Venezuela’s Protesting Violinist Beaten, Burned, Forced to Watch Rape by Soldiers in Prison

Wuilly Arteaga
AP Photo/Fernando Llano

Wuilly Arteaga, a 23-year-old violinist known for playing the national anthem during protests in Venezuela, told reporters Thursday that the military subjected him to beatings, burnings, and forced him to watch soldiers rape a protester during his extended time behind bars.

Arteaga also claims a video released on state television this week, which shows Arteaga stating that the police were treating him fairly, was recorded under duress and selectively edited to piece together sentences that he did not say.

Arteaga was arrested on July 17, when the socialist government claimed he had engaged in violent acts against the military. Arteaga denies the charges, insisting that he was merely playing his violin as he typically does when the Bolivarian National Guard (GNB) attacked the protesters.

In remarks to the press Arteaga recounted a detailed account of his ordeal, which spanned from July 17 until his release this week, and explained that soldiers beat him and shoved him into a military vehicle along with three other protesters, one a woman. The woman, he told reporters, they forced on her back “and began raping her in the tank” in front of him. He said they later blindfolded him and “tortured” him for 20 minutes, but he could not see who was torturing him.

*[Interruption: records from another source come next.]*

//! Butcher tableau of the Runge-Kutta-Fehlberg 7(8) pair.
//!
//! Fehlberg, E. (1968). "Classical Fifth-, Sixth-, Seventh-, and
//! Eighth-Order Runge-Kutta Formulas with Stepsize Control".
//! NASA TR R-287, Table X.
//!
//! Thirteen stages. The eighth-order weights advance the solution; the
//! difference with the embedded seventh-order weights reduces to
//! `41/840 * (k0 + k10 - k11 - k12)`, which is all the error estimate needs.

/// Number of stages
pub(crate) const STAGES: usize = 13;

/// Explicit Runge-Kutta scheme with an embedded error estimator.
pub(crate) struct Tableau {
    /// Stage nodes c_i
    pub c: [f64; STAGES],
    /// Coupling coefficients a_ij for j < i (row i has i entries)
    pub a: [&'static [f64]; STAGES],
    /// Weights of the propagated (8th order) solution
    pub b: [f64; STAGES],
    /// Weights of the local error estimate
    pub e: [f64; STAGES],
}

const W: f64 = 41.0 / 840.0;

pub(crate) const RKF78: Tableau = Tableau {
    c: [
        0.0,
        2.0 / 27.0,
        1.0 / 9.0,
        1.0 / 6.0,
        5.0 / 12.0,
        0.5,
        5.0 / 6.0,
        1.0 / 6.0,
        2.0 / 3.0,
        1.0 / 3.0,
        1.0,
        0.0,
        1.0,
    ],
    a: [
        &[],
        &[2.0 / 27.0],
        &[1.0 / 36.0, 1.0 / 12.0],
        &[1.0 / 24.0, 0.0, 1.0 / 8.0],
        &[5.0 / 12.0, 0.0, -25.0 / 16.0, 25.0 / 16.0],
        &[1.0 / 20.0, 0.0, 0.0, 1.0 / 4.0, 1.0 / 5.0],
        &[-25.0 / 108.0, 0.0, 0.0, 125.0 / 108.0, -65.0 / 27.0, 125.0 / 54.0],
        &[31.0 / 300.0, 0.0, 0.0, 0.0, 61.0 / 225.0, -2.0 / 9.0, 13.0 / 900.0],
        &[2.0, 0.0, 0.0, -53.0 / 6.0, 704.0 / 45.0, -107.0 / 9.0, 67.0 / 90.0, 3.0],
        &[
            -91.0 / 108.0,
            0.0,
            0.0,
            23.0 / 108.0,
            -976.0 / 135.0,
            311.0 / 54.0,
            -19.0 / 60.0,
            17.0 / 6.0,
            -1.0 / 12.0,
        ],
        &[
            2383.0 / 4100.0,
            0.0,
            0.0,
            -341.0 / 164.0,
            4496.0 / 1025.0,
            -301.0 / 82.0,
            2133.0 / 4100.0,
            45.0 / 82.0,
            45.0 / 164.0,
            18.0 / 41.0,
        ],
        &[
            3.0 / 205.0,
            0.0,
            0.0,
            0.0,
            0.0,
            -6.0 / 41.0,
            -3.0 / 205.0,
            -3.0 / 41.0,
            3.0 / 41.0,
            6.0 / 41.0,
            0.0,
        ],
        &[
            -1777.0 / 4100.0,
            0.0,
            0.0,
            -341.0 / 164.0,
            4496.0 / 1025.0,
            -289.0 / 82.0,
            2193.0 / 4100.0,
            51.0 / 82.0,
            33.0 / 164.0,
            12.0 / 41.0,
            0.0,
            1.0,
        ],
    ],
    b: [
        W,
        0.0,
        0.0,
        0.0,
        0.0,
        34.0 / 105.0,
        9.0 / 35.0,
        9.0 / 35.0,
        9.0 / 280.0,
        9.0 / 280.0,
        W,
        0.0,
        0.0,
    ],
    e: [W, 0.0, 0.0, 0.0, 0.0, 0.0, 0.0, 0.0, 0.0, 0.0, W, -W, -W],
};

Arteaga noted that they later beat him so severely that he lost his hearing in his right ear. Soldiers, he added, also burned his hair to entertain themselves. He says soldiers kept him in solitary confinement at a military facility upon transporting him there until they needed him to film videos in which he appeared to be praising the care they gave him in prison.

“They did not let me change my clothes and made me film every day,” Arteaga told reporters, vowing that he would continue to protest “until each and every one of you is free,” referring to the nation’s over 600 known political prisoners.

Arteaga was freed Tuesday on the condition that he would not attend protests.

His statements regarding the videos of him in prison followed the broadcasting of these videos on Con el Mazo Dando (“Hitting with the Mallet”), a state television program hosted by high-ranking socialist official and suspected cocaine trafficker Diosdado Cabello. The video shown on Cabello’s program appeared clearly edited mid-sentence, creating the impression that the subjects of sentences were spliced onto the objects of other phrases. In this way, the video makes it appear as if Arteaga insulted opposition leader María Corina Machado by claiming she had not done enough to release him, though the sentence suspiciously cuts off and restarts after Machado’s name.

“It is false that María Corina did not support me,” Arteaga said on Thursday. “In that sentence I was referring to someone else, she has always been with me.”

A similar edit occurs when Arteaga appears to say “anything they are saying that they [the military] are treating him badly … is false,” with a clear break in the video between “badly” and “is.”

Arteaga did criticize some in the anti-Maduro opposition following his release, though his statements in freedom appeared to support Machado, not the socialists who make up the leadership of the Democratic Unity Roundtable (MUD), the main opposition coalition. “Over 100 dead, still a ton of young people imprisoned, people suffering in the streets and the leaders are still fighting about elections?” he asked. “The real heroes are dead, they are in prison.”

Machado has sharply criticized the MUD for agreeing to participate in elections after the company running the last election cycle under dictator Nicolás Maduro found proof of tampering in the use of their balloting technology.

As Reuters notes, Arteaga became a symbol of peaceful resistance after joining protests and playing the violin in May to protest the killing of a teen violinist in a protest. Given Arteaga’s refusal to participate in violence and his passion for his country, he rapidly became an international celebrity, which made him a threat to the regime of dictator Nicolás Maduro.

“Totalitarian regimes have a long history of brutally hijacking art in an attempt to advance their regime’s propaganda,” Marion Smith, Executive Director of the Victims of Communism Memorial Foundation (VOC), an organization that has advocated for the rights of Venezuelan protesters, explained to Breitbart News, “Wuilly has remained steadfast in the independence of his music, and the world widely recognizes his music as being representative of Venezuelans’ desire for freedom. Art touches a person’s soul, and Wuilly’s musical skill has at times brought even National Guardsmen to tears. This threatens the regime in a very unique and personal way, which is why they have been relentless in their inhumane treatment of Wuilly.”

The Venezuelan site Runrunes has kept a running tally of deaths during protests since April; at press time, they have documented 157 deaths as a result of state violence against unarmed protesters in Venezuela.